Structural characterization of a β-xylosidase-like enzyme from Bacillus licheniformis

β-xylosidases belonging to GH43 family are involved in the breakdown of plant cell-wall hemicelluloses, catalyzing the release of xylosyl units from the nonreducing ends of xylooligosaccharides via an inverting mechanism. Here, we report the cloning, expression, purification and structural studies of a novel GH43 β-xylosidase-like enzyme from Bacillus licheniformis (XynBbl). Sequence analysis indicated that all catalytic residues are conserved; however, biochemical assays with a range of substrates revealed that XynBbl was not able to cleave any of those saccharides. Based on that result, we decided to investigate the molecular basis for its lack of activity against classical substrates for GH43 enzymes. Small Angle X-Ray Scattering (SAXS) data showed that XynBbl is a dimer in solution, which is in agreement with crystallographic data.
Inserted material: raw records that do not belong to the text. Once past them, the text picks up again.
//! Hugard Engine
//!
//! The Hugard engine is the payment core of a community chat bot. Members request a charge, pay it through an external
//! payment processor, and the engine records and reconciles those payments. The library is provider-agnostic: the
//! processor sits behind the [`PaymentProvider`] trait.
//!
//! The library is divided into two main sections:
//! 1. The ledger ([`mod@db`]). SQLite is the supported backend. You should never need to access the database directly.
//!    Instead, use the public API. The exception is the data types stored in the ledger. These are defined in the
//!    [`db_types`] module and are public.
//! 2. The public API ([`mod@hugard_api`]). This issues charges, runs reconciliation cycles and produces reports.
//!
//! The engine also emits events when a charge is created or a payment settles. A simple actor framework in
//! [`events`] lets you hook into these events, e.g. to notify the payer.
mod db;

pub mod db_types;
pub mod events;
pub mod hugard_api;
pub mod traits;

#[cfg(any(feature = "test_utils", test))]
pub mod test_utils;

#[cfg(feature = "sqlite")]
pub use db::sqlite::SqliteDatabase;
pub use db::traits::{LedgerError, LedgerStore};
pub use hugard_common::Cents;
pub use hugard_api::{
    charge_issuer_api::{normalize_amount, ChargeIssuerApi},
    charge_objects::{AmountParseError, PayableReference, RequestedAmount},
    errors::{ChargeIssuerError, ReconciliationError, ReportingError},
    reconciliation_api::{ChargeOutcome, CycleReport, ReconciliationApi},
    report_objects::{PaymentHistory, ServerStats},
    reporting_api::ReportingApi,
};
pub use traits::{ArtifactError, ChargeArtifacts, NoArtifacts, PaymentProvider, ProviderError, ProviderStatus};
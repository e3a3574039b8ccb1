use actix_web::{
    error::ResponseError,
    http::StatusCode,
    HttpResponse,
};
use hugard_engine::{ChargeIssuerError, LedgerError, ReportingError};
use log::error;
use thiserror::Error;

use crate::data_objects::CommandResponse;

/// What members see when something breaks on our side. The details only go to the log.
pub const GENERIC_FAILURE: &str = "Oh no, there was an error processing your payment! Please try again later.";
pub const NOT_ALLOWED: &str = "Sorry, but you're not allowed to use this command.";

#[derive(Debug, Error)]
pub enum ServerError {
    #[error("Could not initialize server. {0}")]
    InitializeError(String),
    #[error("An error occurred on the backend of the server. {0}")]
    BackendError(String),
    #[error("The payment provider could not process the request. {0}")]
    ProviderError(String),
    #[error("Could not read request body: {0}")]
    InvalidRequestBody(String),
    #[error("{0}")]
    ValidationError(String),
    #[error("An I/O error happened in the server. {0}")]
    IOError(#[from] std::io::Error),
    #[error("Invalid server configuration. {0}")]
    ConfigurationError(String),
    #[error("UnspecifiedError. {0}")]
    Unspecified(String),
    #[error("Request came from an unknown community")]
    UnknownCommunity,
    #[error("{NOT_ALLOWED}")]
    InsufficientPermissions,
    #[error("The data was not found. {0}")]
    NoRecordFound(String),
}

impl ServerError {
    /// The text shown to the member. Internal failures are replaced by a generic apology.
    pub fn user_message(&self) -> String {
        match self {
            Self::ValidationError(_) | Self::InvalidRequestBody(_) | Self::InsufficientPermissions => self.to_string(),
            Self::UnknownCommunity => self.to_string(),
            Self::NoRecordFound(_) => self.to_string(),
            _ => GENERIC_FAILURE.to_string(),
        }
    }
}

impl ResponseError for ServerError {
    fn status_code(&self) -> StatusCode {
        match self {
            Self::InvalidRequestBody(_) => StatusCode::BAD_REQUEST,
            Self::ValidationError(_) => StatusCode::BAD_REQUEST,
            Self::UnknownCommunity => StatusCode::FORBIDDEN,
            Self::InsufficientPermissions => StatusCode::FORBIDDEN,
            Self::NoRecordFound(_) => StatusCode::NOT_FOUND,
            Self::ProviderError(_) => StatusCode::BAD_GATEWAY,
            Self::InitializeError(_) => StatusCode::INTERNAL_SERVER_ERROR,
            Self::BackendError(_) => StatusCode::INTERNAL_SERVER_ERROR,
            Self::IOError(_) => StatusCode::INTERNAL_SERVER_ERROR,
            Self::ConfigurationError(_) => StatusCode::INTERNAL_SERVER_ERROR,
            Self::Unspecified(_) => StatusCode::INTERNAL_SERVER_ERROR,
        }
    }

    fn error_response(&self) -> HttpResponse {
        if self.status_code().is_server_error() || self.status_code() == StatusCode::BAD_GATEWAY {
            error!("💻️ {self}");
        }
        HttpResponse::build(self.status_code()).json(CommandResponse::message(self.user_message(), true))
    }
}

impl From<ChargeIssuerError> for ServerError {
    fn from(e: ChargeIssuerError) -> Self {
        match e {
            ChargeIssuerError::InvalidAmount(_) | ChargeIssuerError::BelowMinimum(_) => {
                Self::ValidationError(e.to_string())
            },
            ChargeIssuerError::ProviderUnavailable(_) => Self::ProviderError(e.to_string()),
            ChargeIssuerError::DuplicateInvoice(_) | ChargeIssuerError::DatabaseError(_) => {
                Self::BackendError(e.to_string())
            },
        }
    }
}

impl From<ReportingError> for ServerError {
    fn from(e: ReportingError) -> Self {
        Self::BackendError(e.to_string())
    }
}

impl From<LedgerError> for ServerError {
    fn from(e: LedgerError) -> Self {
        Self::InitializeError(e.to_string())
    }
}
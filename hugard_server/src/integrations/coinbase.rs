//! Coinbase Commerce as the engine's payment provider.
use coinbase_tools::{ChargeStatus, CoinbaseApi, CoinbaseApiError, CoinbaseConfig};
use hugard_common::Cents;
use hugard_engine::{PaymentProvider, ProviderError, ProviderStatus};
use log::*;

/// Adapts [`CoinbaseApi`] to the [`PaymentProvider`] seam.
#[derive(Clone)]
pub struct CoinbaseProvider {
    api: CoinbaseApi,
}

impl CoinbaseProvider {
    pub fn new(config: CoinbaseConfig) -> Result<Self, CoinbaseApiError> {
        let api = CoinbaseApi::new(config)?;
        Ok(Self { api })
    }
}

/// Coinbase only counts `COMPLETED` as settled. Every other timeline state keeps the charge pending.
pub fn provider_status(status: ChargeStatus) -> ProviderStatus {
    match status {
        ChargeStatus::New => ProviderStatus::New,
        ChargeStatus::Pending => ProviderStatus::Pending,
        ChargeStatus::Completed => ProviderStatus::Settled,
        ChargeStatus::Expired => ProviderStatus::Expired,
        ChargeStatus::Canceled => ProviderStatus::Canceled,
        other => ProviderStatus::Other(other.to_string()),
    }
}

fn unavailable(e: CoinbaseApiError) -> ProviderError {
    ProviderError::Unavailable(e.to_string())
}

impl PaymentProvider for CoinbaseProvider {
    async fn create_charge(&self, payer_id: &str, amount: Cents) -> Result<String, ProviderError> {
        let charge = self.api.create_charge(format!("Payment From {payer_id}"), amount).await.map_err(unavailable)?;
        Ok(charge.id)
    }

    async fn charge_status(&self, invoice_ref: &str) -> Result<ProviderStatus, ProviderError> {
        let status = self.api.charge_status(invoice_ref).await.map_err(|e| {
            debug!("Coinbase status check for {invoice_ref} failed. {e}");
            unavailable(e)
        })?;
        Ok(provider_status(status))
    }

    fn payment_url(&self, invoice_ref: &str) -> String {
        self.api.payment_url(invoice_ref)
    }
}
The XynBbl crystals diffracted to 2.5 Å resolution and revealed an energetically stable dimeric configuration with the subunits aligned antiparallel to each other through the accessory domain. The structure of XynBbl consists of an N-terminal five-bladed β-propeller catalytic domain and an additional b-sandwich domain. Although the three catalytic residues (Asp41, Asp159 and Glu207) are conserved in XynBbl, the active site does not contain a pocket topology, commonly found in β-xylosidases. A hydrophobic cluster, which delineates the active-site pocket and contributes for the exo mode of action of β-xylosidases, is absent in XynBbl and it probably is the major structural determinant for the lack of β-xylosidase activity.